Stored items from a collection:
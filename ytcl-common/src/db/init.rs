//! Database initialization
//!
//! Creates the database on first run and brings an existing one up to the
//! current schema. All statements are idempotent (`CREATE TABLE IF NOT
//! EXISTS`), so every service can call [`init_database`] at startup without
//! coordination.

use crate::Result;
use sqlx::{sqlite::SqlitePoolOptions, SqlitePool};
use std::path::Path;
use tracing::info;

/// Initialize database connection and create tables if needed
pub async fn init_database(db_path: &Path) -> Result<SqlitePool> {
    let newly_created = !db_path.exists();

    // Create parent directory if it doesn't exist
    if let Some(parent) = db_path.parent() {
        std::fs::create_dir_all(parent)?;
    }

    // Use sqlite options to create database if it doesn't exist
    let db_url = format!("sqlite://{}?mode=rwc", db_path.display());
    let pool = SqlitePoolOptions::new()
        .max_connections(10)
        .connect(&db_url)
        .await?;

    if newly_created {
        info!("Initialized new database: {}", db_path.display());
    } else {
        info!("Opened existing database: {}", db_path.display());
    }

    // Enable foreign keys
    sqlx::query("PRAGMA foreign_keys = ON").execute(&pool).await?;

    // WAL mode allows concurrent readers with one writer, which matters for
    // classification reads racing vote submissions
    sqlx::query("PRAGMA journal_mode = WAL").execute(&pool).await?;

    // Bound lock waits so a contended write surfaces as an error instead of
    // blocking a request indefinitely
    sqlx::query("PRAGMA busy_timeout = 5000").execute(&pool).await?;

    // Schema creation (idempotent - safe to call multiple times)
    create_settings_table(&pool).await?;
    create_channels_table(&pool).await?;
    create_voter_reputation_table(&pool).await?;
    create_channel_votes_table(&pool).await?;
    create_channel_predictions_table(&pool).await?;

    // Initialize default settings
    init_default_settings(&pool).await?;

    Ok(pool)
}

/// Create the settings table
///
/// Stores application configuration key-value pairs. `updated_at` is bumped
/// on every write so readers holding an in-memory copy can detect external
/// mutation.
pub async fn create_settings_table(pool: &SqlitePool) -> Result<()> {
    sqlx::query(
        r#"
        CREATE TABLE IF NOT EXISTS settings (
            key TEXT PRIMARY KEY,
            value TEXT,
            updated_at TEXT NOT NULL DEFAULT (strftime('%Y-%m-%d %H:%M:%f', 'now'))
        )
        "#,
    )
    .execute(pool)
    .await?;

    Ok(())
}

/// Create the channels table
///
/// One row per referenced channel, keyed internally by UUID and externally
/// by the normalized identifier. Metadata columns are nullable and filled
/// in by merge as information arrives.
pub async fn create_channels_table(pool: &SqlitePool) -> Result<()> {
    sqlx::query(
        r#"
        CREATE TABLE IF NOT EXISTS channels (
            id TEXT PRIMARY KEY,
            identifier TEXT NOT NULL UNIQUE,
            handle TEXT,
            channel_title TEXT,
            description TEXT,
            sample_video_id TEXT,
            sample_thumbnail TEXT,
            sample_title TEXT,
            sample_description TEXT,
            created_at TIMESTAMP NOT NULL DEFAULT CURRENT_TIMESTAMP,
            updated_at TIMESTAMP NOT NULL DEFAULT CURRENT_TIMESTAMP,
            CHECK (identifier <> '')
        )
        "#,
    )
    .execute(pool)
    .await?;

    sqlx::query("CREATE INDEX IF NOT EXISTS idx_channels_identifier ON channels(identifier)")
        .execute(pool)
        .await?;
    sqlx::query("CREATE INDEX IF NOT EXISTS idx_channels_handle ON channels(handle)")
        .execute(pool)
        .await?;

    Ok(())
}

/// Create the voter_reputation table
///
/// `shadow_banned` is administrative input; nothing in the voting path
/// writes it.
pub async fn create_voter_reputation_table(pool: &SqlitePool) -> Result<()> {
    sqlx::query(
        r#"
        CREATE TABLE IF NOT EXISTS voter_reputation (
            voter_id TEXT PRIMARY KEY,
            shadow_banned INTEGER NOT NULL DEFAULT 0,
            created_at TIMESTAMP NOT NULL DEFAULT CURRENT_TIMESTAMP,
            CHECK (voter_id <> ''),
            CHECK (shadow_banned IN (0, 1))
        )
        "#,
    )
    .execute(pool)
    .await?;

    Ok(())
}

/// Create the channel_votes table
///
/// Append-only: a voter may vote on the same channel more than once and
/// every row is retained, because the consensus is recomputed from the full
/// history. `shadow_banned` snapshots the voter's flag at vote time.
pub async fn create_channel_votes_table(pool: &SqlitePool) -> Result<()> {
    sqlx::query(
        r#"
        CREATE TABLE IF NOT EXISTS channel_votes (
            id INTEGER PRIMARY KEY AUTOINCREMENT,
            channel_id TEXT NOT NULL REFERENCES channels(id) ON DELETE CASCADE,
            voter_id TEXT NOT NULL REFERENCES voter_reputation(voter_id) ON DELETE CASCADE,
            is_ai INTEGER NOT NULL CHECK (is_ai IN (0, 1)),
            weight REAL NOT NULL CHECK (weight >= 0.0 AND weight <= 1.0),
            shadow_banned INTEGER NOT NULL DEFAULT 0 CHECK (shadow_banned IN (0, 1)),
            created_at TIMESTAMP NOT NULL DEFAULT CURRENT_TIMESTAMP
        )
        "#,
    )
    .execute(pool)
    .await?;

    sqlx::query("CREATE INDEX IF NOT EXISTS idx_channel_votes_channel ON channel_votes(channel_id)")
        .execute(pool)
        .await?;
    sqlx::query("CREATE INDEX IF NOT EXISTS idx_channel_votes_voter ON channel_votes(voter_id)")
        .execute(pool)
        .await?;

    Ok(())
}

/// Create the channel_predictions table
///
/// Append-only audit trail; the newest row per channel is the authoritative
/// classification.
pub async fn create_channel_predictions_table(pool: &SqlitePool) -> Result<()> {
    sqlx::query(
        r#"
        CREATE TABLE IF NOT EXISTS channel_predictions (
            id INTEGER PRIMARY KEY AUTOINCREMENT,
            channel_id TEXT NOT NULL REFERENCES channels(id) ON DELETE CASCADE,
            is_ai INTEGER NOT NULL CHECK (is_ai IN (0, 1)),
            confidence REAL NOT NULL CHECK (confidence >= 0.0 AND confidence <= 1.0),
            model_version TEXT NOT NULL,
            created_at TIMESTAMP NOT NULL DEFAULT CURRENT_TIMESTAMP
        )
        "#,
    )
    .execute(pool)
    .await?;

    sqlx::query(
        "CREATE INDEX IF NOT EXISTS idx_channel_predictions_channel ON channel_predictions(channel_id, id)",
    )
    .execute(pool)
    .await?;

    Ok(())
}

/// Initialize or update default settings
///
/// Ensures all required settings exist with default values; a NULL value is
/// reset to its default.
async fn init_default_settings(pool: &SqlitePool) -> Result<()> {
    // HTTP server settings
    ensure_setting(pool, "http_bind_address", "127.0.0.1:5730").await?;

    // Resolver settings
    ensure_setting(pool, "resolver_cache_ttl_seconds", "300").await?; // 5 minutes

    // Labeler queue settings
    ensure_setting(pool, "candidate_batch_size", "50").await?;

    info!("Default settings initialized");
    Ok(())
}

/// Ensure a setting exists with the specified default value
///
/// If the setting doesn't exist, it will be created with the default.
/// If the setting exists but has a NULL value, it will be reset to the default.
pub async fn ensure_setting(pool: &SqlitePool, key: &str, default_value: &str) -> Result<()> {
    let exists: bool = sqlx::query_scalar("SELECT EXISTS(SELECT 1 FROM settings WHERE key = ?)")
        .bind(key)
        .fetch_one(pool)
        .await?;

    if !exists {
        // Use INSERT OR IGNORE to handle concurrent initialization race
        // conditions; multiple callers may pass the exists check at once
        sqlx::query("INSERT OR IGNORE INTO settings (key, value) VALUES (?, ?)")
            .bind(key)
            .bind(default_value)
            .execute(pool)
            .await?;

        info!("Initialized setting '{}' with default value: {}", key, default_value);
        return Ok(());
    }

    let value: Option<String> = sqlx::query_scalar("SELECT value FROM settings WHERE key = ?")
        .bind(key)
        .fetch_one(pool)
        .await?;

    if value.is_none() {
        sqlx::query("UPDATE settings SET value = ? WHERE key = ?")
            .bind(default_value)
            .bind(key)
            .execute(pool)
            .await?;

        tracing::warn!("Setting '{}' was NULL, reset to default: {}", key, default_value);
    }

    Ok(())
}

§ **WHAT IS NEEDED**
An exact repeat of the lines from the one containing "let exists: bool" through the final line above, both included, is the whole answer.

§ **OUTPUT FOR THIS TASK**
    let exists: bool = sqlx::query_scalar("SELECT EXISTS(SELECT 1 FROM settings WHERE key = ?)")
        .bind(key)
        .fetch_one(pool)
        .await?;

    if !exists {
        // Use INSERT OR IGNORE to handle concurrent initialization race
        // conditions; multiple callers may pass the exists check at once
        sqlx::query("INSERT OR IGNORE INTO settings (key, value) VALUES (?, ?)")
            .bind(key)
            .bind(default_value)
            .execute(pool)
            .await?;

        info!("Initialized setting '{}' with default value: {}", key, default_value);
        return Ok(());
    }

    let value: Option<String> = sqlx::query_scalar("SELECT value FROM settings WHERE key = ?")
        .bind(key)
        .fetch_one(pool)
        .await?;

    if value.is_none() {
        sqlx::query("UPDATE settings SET value = ? WHERE key = ?")
            .bind(default_value)
            .bind(key)
            .execute(pool)
            .await?;

        tracing::warn!("Setting '{}' was NULL, reset to default: {}", key, default_value);
    }

    Ok(())
}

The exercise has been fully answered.